Telling Tales 213
The Moment of Epiphany
It was the garden and the plants that made her think she could save him. Her screams grew into patches of soft, small flowers, the faded faded blue of the sky’s horizon at midday. The gardener tried to warn her away from them, but she would have none of it. “I planted them and they are mine,” she said to him. It was the first time she had used the authority of her position and he flinched as if she’d struck him. It made her feel guilty but his action had made her angry. They were her flowers, after all.
She apologized to him later. Not while he wrapped her hands in thick leaves, no, not then. She was still in too much pain at that time. Later, when the swelling had gone down, although her fingers remained puffy, red, and tender, she sought him out and begged his forgiveness. By then her maid had dabbed her hands with mud, let it dry, and gently peeled the caked dirt off. For whatever reason, it helped the pain. “I did not understand what you meant. I should have trusted you. It was my mistake and my arrogance and I hope you will accept my apology.” He flushed then, gave her more plants and showed her how to use them, and excused himself from her presence.

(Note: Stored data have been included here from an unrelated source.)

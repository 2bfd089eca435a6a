//! Service layer for business logic
//!
//! Each Rosetta API group has a service that owns the node client and
//! ledger handles it needs. Services never touch HTTP types, so they are
//! driven directly in tests.

pub mod account;
pub mod block;
pub mod construction;
pub mod mempool;
pub mod network;
pub mod stake;

pub use account::AccountService;
pub use block::BlockService;
pub use construction::ConstructionService;
pub use mempool::MempoolService;
pub use network::NetworkService;
pub use stake::StakeService;

use rosetta_core::{DecodedTx, Hash};

use crate::models::{BlockIdentifier, Transaction, TransactionIdentifier};
use crate::{ApiError, ApiResult};

pub(crate) fn block_identifier(height: u64, hash: &Hash) -> BlockIdentifier {
    BlockIdentifier {
        index: height as i64,
        hash: hash.to_hex(),
    }
}

pub(crate) fn transaction(hash: &Hash, decoded: DecodedTx) -> Transaction {
    Transaction {
        transaction_identifier: TransactionIdentifier {
            hash: hash.to_hex(),
        },
        operations: decoded.operations,
        metadata: Some(decoded.metadata),
    }
}

pub(crate) fn parse_hash(s: &str) -> ApiResult<Hash> {
    s.parse()
        .map_err(|_| ApiError::InvalidInputParam(format!("invalid hash {}", s)))
}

The flowers of her screams had downy hairs covering the petals. They blended in almost perfectly against their pale background, but Belle did see them. She did not consider them, however. They were flowers and flowers are beautiful. She did not think that they were the flowers of a scream. She did not consider the nature of the scream, only the image of the flower.
Those downy hairs were nothing more or less than a kind of stinging nettle. Belle had pushed her hands into the middle of the flowers, reveling in their softness, before reaching past to uproot a small bunch to bring inside. She was still marveling that a scream could be as beautiful as this small bouquet when her hands went numb. Like fear building up in her stomach, slowly at first and then erupting, the pain in her hands was mild before it overtook and overcame her. Then came the treatments and the recovery.
Before the apology, while she lay in bed with her hands entombed in crushed aloe, Conomor came to see her. He was furious. How could the gardener have let this happen? From where had these flowers come? It took all of her persuasion to mollify him that the gardener had done his job and it was her own insistence that had led to her pain. He only truly settled when she suggested that she would create a pavilion for their wedding, one that would go with her dress (the dress would be done within the week, she promised him). “I can see how dear you hold the garden and the grounds. I would like you to be happy on the day that we join our lives together. It should be a celebration, should it not?”
He searched her eyes for insincerity and found none, because there was none to be found. Able to plant her screams and to think about her fate with a clear head, she had settled on the thought that it would be best to nurture her husband-to-be, to care for him, and to take care of him. He could be as wild as the maddest dog. There was good in him, nevertheless, and like a plant, pruned and watered, that good could be grown.